Workflow orchestration
On the Flow canvas, you design visual pipelines that move data from source to outcome. The workflow engine runs them reactively on the server: when inputs or configuration change, affected nodes re-run while independent branches execute in parallel. You reuse work through templates and subgraphs, and every run can leave audit and lineage metadata for compliance review. See Compliance evidence for data lineage and Data for connectors, storage, and file formats.
Visual pipeline model
Section titled “Visual pipeline model”A workflow is a directed graph of nodes connected by edges. Each node performs one step and passes typed dataset ports downstream.
Execution engine
Section titled “Execution engine”When you trigger a run, the engine:
- Reacts to change - hash-driven scheduling re-runs nodes when inputs or configuration change
- Runs in parallel - independent branches execute concurrently where the graph allows
- Executes server-side - large files, PDF parsing, connector fetch, and PyAirbyte jobs run on the workflow engine
- Persists run-scoped data - uploads, Arrow datasets, exports, and audit sidecars survive pod restarts within your workspace boundary
Apply schema, business-rule, and tolerance checks as deterministic steps; failures route to owners with full context attached.

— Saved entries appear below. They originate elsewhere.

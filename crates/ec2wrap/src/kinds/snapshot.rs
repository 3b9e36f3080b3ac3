//! EBS snapshots owned by the caller's account

use super::first_or_missing;
use crate::connector::Connector;
use crate::ec2::{DescribeRequest, Ec2Api};
use crate::error::Result;
use crate::options::CreateOptions;
use crate::resource::{Resource, ResourceKind};
use async_trait::async_trait;
use aws_sdk_ec2::types::{Filter, Snapshot, SnapshotState};
use chrono::{DateTime, Utc};
use tracing::debug;

/// Snapshots are created from a volume id seed
const VOLUME_SEED_PREFIX: &str = "vol-";

/// An EBS snapshot
pub type Ec2Snapshot = Resource<SnapshotKind>;

#[derive(Debug, Clone, Copy, Default)]
pub struct SnapshotKind;

#[async_trait]
impl ResourceKind for SnapshotKind {
    type Snapshot = Snapshot;

    const NAME: &'static str = "snapshot";

    fn extract_id(snapshot: &Snapshot) -> Option<String> {
        snapshot.snapshot_id().map(str::to_string)
    }

    /// Listings only cover snapshots owned by the account
    fn build_filter_request(filters: Vec<Filter>, connector: &dyn Connector) -> DescribeRequest {
        DescribeRequest::filtered(filters).with_owner(connector.account_id())
    }

    async fn parse_list(api: &dyn Ec2Api, request: DescribeRequest) -> anyhow::Result<Vec<Snapshot>> {
        api.describe_snapshots(request).await
    }

    async fn parse_one(api: &dyn Ec2Api, id: &str) -> Result<Snapshot> {
        first_or_missing(id, api.describe_snapshots(DescribeRequest::by_id(id)).await)
    }

    async fn build_create_request(
        resource: &mut Ec2Snapshot,
        _options: &CreateOptions,
        description: &str,
    ) -> Result<()> {
        let Some(volume_id) = resource
            .id()
            .filter(|id| id.starts_with(VOLUME_SEED_PREFIX))
            .map(str::to_string)
        else {
            debug!(seed = ?resource.id(), "Not a volume id, nothing to snapshot");
            return Ok(());
        };

        let snapshot_id = resource
            .api()
            .create_snapshot(&volume_id, Some(description.to_string()))
            .await?;
        resource.set_id(snapshot_id);
        Ok(())
    }

    async fn build_delete_request(resource: &Ec2Snapshot) -> Result<()> {
        resource.api().delete_snapshot(resource.bound()?).await?;
        Ok(())
    }
}

impl Resource<SnapshotKind> {
    /// Volume size in GiB
    pub fn size(&self) -> Result<Option<i32>> {
        Ok(self.snapshot()?.volume_size())
    }

    pub fn description(&self) -> Result<Option<&str>> {
        Ok(self.snapshot()?.description())
    }

    /// Source volume id
    pub fn volume_id(&self) -> Result<Option<&str>> {
        Ok(self.snapshot()?.volume_id())
    }

    /// Current state, refreshed from EC2
    pub async fn state(&mut self) -> Result<Option<SnapshotState>> {
        self.refresh().await?;
        Ok(self.snapshot()?.state().cloned())
    }

    /// When the snapshot was started
    pub fn created_at(&self) -> Result<Option<DateTime<Utc>>> {
        Ok(self
            .snapshot()?
            .start_time()
            .and_then(|time| DateTime::from_timestamp(time.secs(), time.subsec_nanos())))
    }
}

Reshape, normalise, and map payloads between source formats and target schemas with versioned transformation logic.
Run grouping, filtering, aggregations, enrichment, and other compute steps on governed datasets inside the workflow boundary.
Node families
Section titled “Node families”The sidebar under Workflows → Nodes documents each node type. Representative families:
Operations and validations
Section titled “Operations and validations”The Operations node exposes column-level transforms (strings, dates, decimals, conditionals, lookups). You combine visual operation stacks in the UI or use natural-language compile (Governed AI) to generate operations from plain English.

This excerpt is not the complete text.